The Lonely Bell – The Outer Banks (Frosti) review

Scottish dark ambient producer comes down to Earth on this gorgeous, serene two-track EP for Thomas Ragsdale’s Frosti label.

Imagine finding yourself in some lost, deserted small town. Everything is quiet, hushed, still as you explore its clapboard storefronts; its rotting rustic cabins; its decaying church, curling like old linoleum to the heavens. There’s the soft thrum of katydids, the golden bells of thrushes and mockingbirds, the apocalyptic whine of cicadae, becoming more fevered and urgent as the sun sets behind hills gently rolling, like the back of some great dead beast. Or maybe it’s just sleeping…

The Lonely Bell is the dark ambient/drone project of Ali Murray, a producer and composer from the foggy, secluded Isle of Lewis in Scotland. With their moody, mysterious cover art – often captured in crisp black and white – subtle field recordings and detailed, sensitive sound design, The Lonely Bell’s albums are more like soundworlds unto themselves than merely a collection of sounds.

The Outer Banks‘ world is earthier and more grounded than Murray’s last two albums, trading in the nitrogen narcosis of last year’s excellent Kingdoms of the Deep and the small-engine levitation of Night Flights, in collaboration with fellow Scottish dark ambient producer Veryan, for the dust and dirt and sweat of earlier triumphs like the stupendous Ghost Town Burning, a firm fan favorite which helped introduce The Lonely Bell to the wider world. With a similar sense of eerie desolation mixed with peaceful reverie, The Outer Banks stands to broaden that audience even further, with a tighter, more focused and less sprawling structure than The Lonely Bell’s usual output.
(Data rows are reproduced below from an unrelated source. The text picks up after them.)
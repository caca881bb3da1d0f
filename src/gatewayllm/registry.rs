//! In-memory registry of downstream specialist agents.
//!
//! The registry is deliberately dumb about semantics: it tracks identity,
//! capabilities, health, and advertised LLM providers, and answers cheap
//! lookups. All semantic matching between a user query and an agent is the
//! Routing Engine's job — [`find_candidates`](AgentRegistry::find_candidates)
//! returns every healthy agent and lets the LLM choose.
//!
//! Reads dominate writes by orders of magnitude (every query iterates the
//! agent set; registrations are rare), so the whole state sits behind one
//! `std::sync::RwLock` with no async in the critical sections.
//!
//! # Example
//!
//! ```rust
//! use gatewayllm::registry::{AgentRegistration, AgentRegistry};
//!
//! let registry = AgentRegistry::new();
//! registry
//!     .register(AgentRegistration {
//!         agent_id: "hr-agent".to_string(),
//!         name: "HR".to_string(),
//!         description: "Vacation, payroll, and benefits".to_string(),
//!         url: "http://hr-agent:8080".to_string(),
//!         capabilities: vec!["vacation".to_string(), "payroll".to_string()],
//!         llm_providers: vec![],
//!     })
//!     .unwrap();
//!
//! assert_eq!(registry.find_candidates().len(), 1);
//! assert!(registry.find_by_name("hr").is_some());
//!
//! registry.update_health("hr-agent", false);
//! // unhealthy agents stay discoverable but are filtered before dispatch
//! assert!(registry.get("hr-agent").is_some());
//! ```

use std::collections::{HashMap, HashSet};
use std::error::Error;
use std::fmt;
use std::sync::{Arc, PoisonError, RwLock, RwLockReadGuard, RwLockWriteGuard};

use chrono::{DateTime, Utc};
use serde::{Deserialize, Serialize};
use serde_json::Value;

use crate::gatewayllm::events::{GatewayEvent, GatewayEventHandler};

/// Provider metadata an agent advertises at registration.
///
/// Only `id` and `name` are interpreted; everything else the agent sends
/// (model lists, endpoints, …) is carried opaquely for the catalog endpoint.
#[derive(Debug, Clone, Serialize, Deserialize)]
pub struct LlmProviderInfo {
    pub id: String,
    #[serde(default)]
    pub name: String,
    #[serde(flatten)]
    pub extra: HashMap<String, Value>,
}

/// Registration payload accepted from `POST /api/agents/register`.
#[derive(Debug, Clone, Serialize, Deserialize)]
#[serde(rename_all = "camelCase")]
pub struct AgentRegistration {
    pub agent_id: String,
    pub name: String,
    #[serde(default)]
    pub description: String,
    pub url: String,
    #[serde(default)]
    pub capabilities: Vec<String>,
    #[serde(rename = "LLMProviders", default)]
    pub llm_providers: Vec<LlmProviderInfo>,
}

/// A registered agent as tracked by the gateway.
#[derive(Debug, Clone)]
pub struct AgentRecord {
    /// Opaque unique id, chosen by the agent.
    pub agent_id: String,
    /// Display name; unique across the registry (case-insensitive) because
    /// the router selects agents by name.
    pub name: String,
    pub description: String,
    /// Base URL; the JSON-RPC surface hangs at `{base_url}/mcp`.
    pub base_url: String,
    /// Ordered capability tags as declared.
    pub capabilities: Vec<String>,
    pub llm_providers: Vec<LlmProviderInfo>,
    /// Probe-maintained health flag. Unhealthy agents stay discoverable but
    /// are never dispatch targets.
    pub healthy: bool,
    pub last_seen: DateTime<Utc>,
}

/// Registry mutation failures.
#[derive(Debug, Clone)]
pub enum RegistryError {
    /// Another agent already owns this display name.
    DuplicateName { name: String, existing_id: String },
}

impl fmt::Display for RegistryError {
    fn fmt(&self, f: &mut fmt::Formatter<'_>) -> fmt::Result {
        match self {
            RegistryError::DuplicateName { name, existing_id } => write!(
                f,
                "display name '{}' is already registered by agent '{}'",
                name, existing_id
            ),
        }
    }
}

impl Error for RegistryError {}

#[derive(Default)]
struct Inner {
    /// Primary map, keyed by agent id.
    agents: HashMap<String, AgentRecord>,
    /// Registration order; drives candidate ordering and the first-registered
    /// fallback.
    order: Vec<String>,
    /// capability tag → ids of agents declaring it. Kept as the exact inverse
    /// of the per-agent capability lists across every mutation.
    capability_index: HashMap<String, HashSet<String>>,
}

impl Inner {
    fn remove_from_index(&mut self, record: &AgentRecord) {
        for capability in &record.capabilities {
            if let Some(ids) = self.capability_index.get_mut(capability) {
                ids.remove(&record.agent_id);
                if ids.is_empty() {
                    self.capability_index.remove(capability);
                }
            }
        }
    }

    fn add_to_index(&mut self, record: &AgentRecord) {
        for capability in &record.capabilities {
            self.capability_index
                .entry(capability.clone())
                .or_default()
                .insert(record.agent_id.clone());
        }
    }
}

/// Thread-safe agent registry.
pub struct AgentRegistry {
    inner: RwLock<Inner>,
    handler: Option<Arc<dyn GatewayEventHandler>>,
}

impl AgentRegistry {
    pub fn new() -> Self {
        AgentRegistry {
            inner: RwLock::new(Inner::default()),
            handler: None,
        }
    }

    /// Attach a lifecycle event handler (builder pattern).
    pub fn with_event_handler(mut self, handler: Arc<dyn GatewayEventHandler>) -> Self {
        self.handler = Some(handler);
        self
    }

    fn read(&self) -> RwLockReadGuard<'_, Inner> {
        self.inner.read().unwrap_or_else(PoisonError::into_inner)
    }

    fn write(&self) -> RwLockWriteGuard<'_, Inner> {
        self.inner.write().unwrap_or_else(PoisonError::into_inner)
    }

    fn emit(&self, event: GatewayEvent) {
        if let Some(handler) = &self.handler {
            handler.on_event(&event);
        }
    }

    /// Insert or replace an agent.
    ///
    /// Re-registering an existing `agent_id` replaces the record wholesale
    /// and rebuilds its slice of the capability index. A display name held by
    /// a *different* agent is rejected — name-based routing would otherwise
    /// be ambiguous.
    pub fn register(&self, registration: AgentRegistration) -> Result<(), RegistryError> {
        let record = AgentRecord {
            agent_id: registration.agent_id,
            name: registration.name,
            description: registration.description,
            base_url: registration.url.trim_end_matches('/').to_string(),
            capabilities: registration.capabilities,
            llm_providers: registration.llm_providers,
            healthy: true,
            last_seen: Utc::now(),
        };

        {
            let mut inner = self.write();

            if let Some(existing) = inner.agents.values().find(|a| {
                a.name.eq_ignore_ascii_case(&record.name) && a.agent_id != record.agent_id
            }) {
                return Err(RegistryError::DuplicateName {
                    name: record.name.clone(),
                    existing_id: existing.agent_id.clone(),
                });
            }

            if let Some(previous) = inner.agents.remove(&record.agent_id) {
                inner.remove_from_index(&previous);
            } else {
                inner.order.push(record.agent_id.clone());
            }
            inner.add_to_index(&record);
            inner.agents.insert(record.agent_id.clone(), record.clone());
        }

        self.emit(GatewayEvent::AgentRegistered {
            agent_id: record.agent_id,
            name: record.name,
            capabilities: record.capabilities,
        });
        Ok(())
    }

    /// Remove an agent from the primary map and every capability set.
    /// Returns `false` when the id was unknown.
    pub fn unregister(&self, agent_id: &str) -> bool {
        let removed = {
            let mut inner = self.write();
            match inner.agents.remove(agent_id) {
                Some(record) => {
                    inner.remove_from_index(&record);
                    inner.order.retain(|id| id != agent_id);
                    true
                }
                None => false,
            }
        };
        if removed {
            self.emit(GatewayEvent::AgentUnregistered {
                agent_id: agent_id.to_string(),
            });
        }
        removed
    }

    /// Mutate an agent's health flag and refresh its last-seen timestamp.
    /// Returns `false` for unknown ids.
    pub fn update_health(&self, agent_id: &str, healthy: bool) -> bool {
        let changed = {
            let mut inner = self.write();
            match inner.agents.get_mut(agent_id) {
                Some(record) => {
                    let transition = record.healthy != healthy;
                    record.healthy = healthy;
                    record.last_seen = Utc::now();
                    transition
                }
                None => return false,
            }
        };
        if changed {
            self.emit(GatewayEvent::AgentHealthChanged {
                agent_id: agent_id.to_string(),
                healthy,
            });
        }
        true
    }

    /// Record a heartbeat: marks the agent healthy and seen now.
    pub fn heartbeat(&self, agent_id: &str) -> bool {
        self.update_health(agent_id, true)
    }

    /// Candidates for routing: every healthy agent, in registration order.
    ///
    /// When none are healthy, the documented default applies: an agent named
    /// `general` if present, else the first registered agent, else nothing.
    /// Callers that require live targets must still filter on `healthy`.
    pub fn find_candidates(&self) -> Vec<AgentRecord> {
        let inner = self.read();
        let healthy: Vec<AgentRecord> = inner
            .order
            .iter()
            .filter_map(|id| inner.agents.get(id))
            .filter(|a| a.healthy)
            .cloned()
            .collect();
        if !healthy.is_empty() {
            return healthy;
        }

        let fallback = inner
            .agents
            .values()
            .find(|a| a.name.eq_ignore_ascii_case("general"))
            .or_else(|| inner.order.first().and_then(|id| inner.agents.get(id)));
        fallback.cloned().into_iter().collect()
    }

    /// Case-insensitive exact match on display name.
    pub fn find_by_name(&self, name: &str) -> Option<AgentRecord> {
        let inner = self.read();
        inner
            .agents
            .values()
            .find(|a| a.name.eq_ignore_ascii_case(name))
            .cloned()
    }

    /// Lookup by id; unhealthy agents are still returned.
    pub fn get(&self, agent_id: &str) -> Option<AgentRecord> {
        self.read().agents.get(agent_id).cloned()
    }

    /// Agents declaring a capability tag, in registration order.
    pub fn find_by_capability(&self, capability: &str) -> Vec<AgentRecord> {
        let inner = self.read();
        let Some(ids) = inner.capability_index.get(capability) else {
            return Vec::new();
        };
        inner
            .order
            .iter()
            .filter(|id| ids.contains(*id))
            .filter_map(|id| inner.agents.get(id))
            .cloned()
            .collect()
    }

    /// Union of provider metadata across all agents, deduplicated by
    /// provider id; the first registration wins.
    pub fn advertised_providers(&self) -> Vec<LlmProviderInfo> {
        let inner = self.read();
        let mut seen: HashSet<String> = HashSet::new();
        let mut providers = Vec::new();
        for id in &inner.order {
            let Some(record) = inner.agents.get(id) else {
                continue;
            };
            for provider in &record.llm_providers {
                if seen.insert(provider.id.clone()) {
                    providers.push(provider.clone());
                }
            }
        }
        providers
    }

    /// Every record, in registration order.
    pub fn all(&self) -> Vec<AgentRecord> {
        let inner = self.read();
        inner
            .order
            .iter()
            .filter_map(|id| inner.agents.get(id))
            .cloned()
            .collect()
    }

    /// Number of registered agents.
    pub fn len(&self) -> usize {
        self.read().agents.len()
    }

    pub fn is_empty(&self) -> bool {
        self.read().agents.is_empty()
    }

    /// Capability tag → declaring-agent count, for the agents listing.
    pub fn capability_summary(&self) -> HashMap<String, usize> {
        let inner = self.read();
        inner
            .capability_index
            .iter()
            .map(|(tag, ids)| (tag.clone(), ids.len()))
            .collect()
    }
}

impl Default for AgentRegistry {
    fn default() -> Self {
        Self::new()
    }
}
The Outer Banks is made up of two shorter, subtle songs that fall somewhere in the hinterlands of pure ambient, dark ambient, and drone, like Steve Roach as heard through a thick fog bank while standing over the fissure at the Oracle of Delphi. It’s peaceful, even tranquil, as buried cellos and whirlwinds twirl and twine around minimalist ’70s sci-fi synths. The title track, “The Outer Banks,” is somatic, almost soporific, bringing to mind the white cube minimalism of 2001: A Space Odyssey even more than the deserted village of the liner notes.

The b-side, “Fires of Dawn” – as The Outer Banks is also available as a cassette – is even airier and slighter, the distant bells and dreamy strings sounding as if coming from far away, like some distant dream. It’s still, timeless, serene, and surprisingly lovely for an album that references Silent Hill as a source of inspiration. There are no murderous nurses in The Outer Banks, just an emerald and aquamarine cavern at the center of all creation where you can drift and dream, listening to oak trees and ferns whisper secrets.

After a string of impressively consistent, high-quality releases, with interesting concepts paired with striking aesthetics, top-shelf production standards, and a unique worldview, all backed with a real sense of musicality, The Lonely Bell is quickly becoming one of the most reliable sources of dreamy, thoughtful ambient music. Whether you’re a fan of clinical, austere ambient; murky, mysterious dark ambient; or meditative, vaguely-mystical drone, each and every The Lonely Bell release is an essential purchase.

The Outer Banks is out now, on cassette and digital download, on Frosti.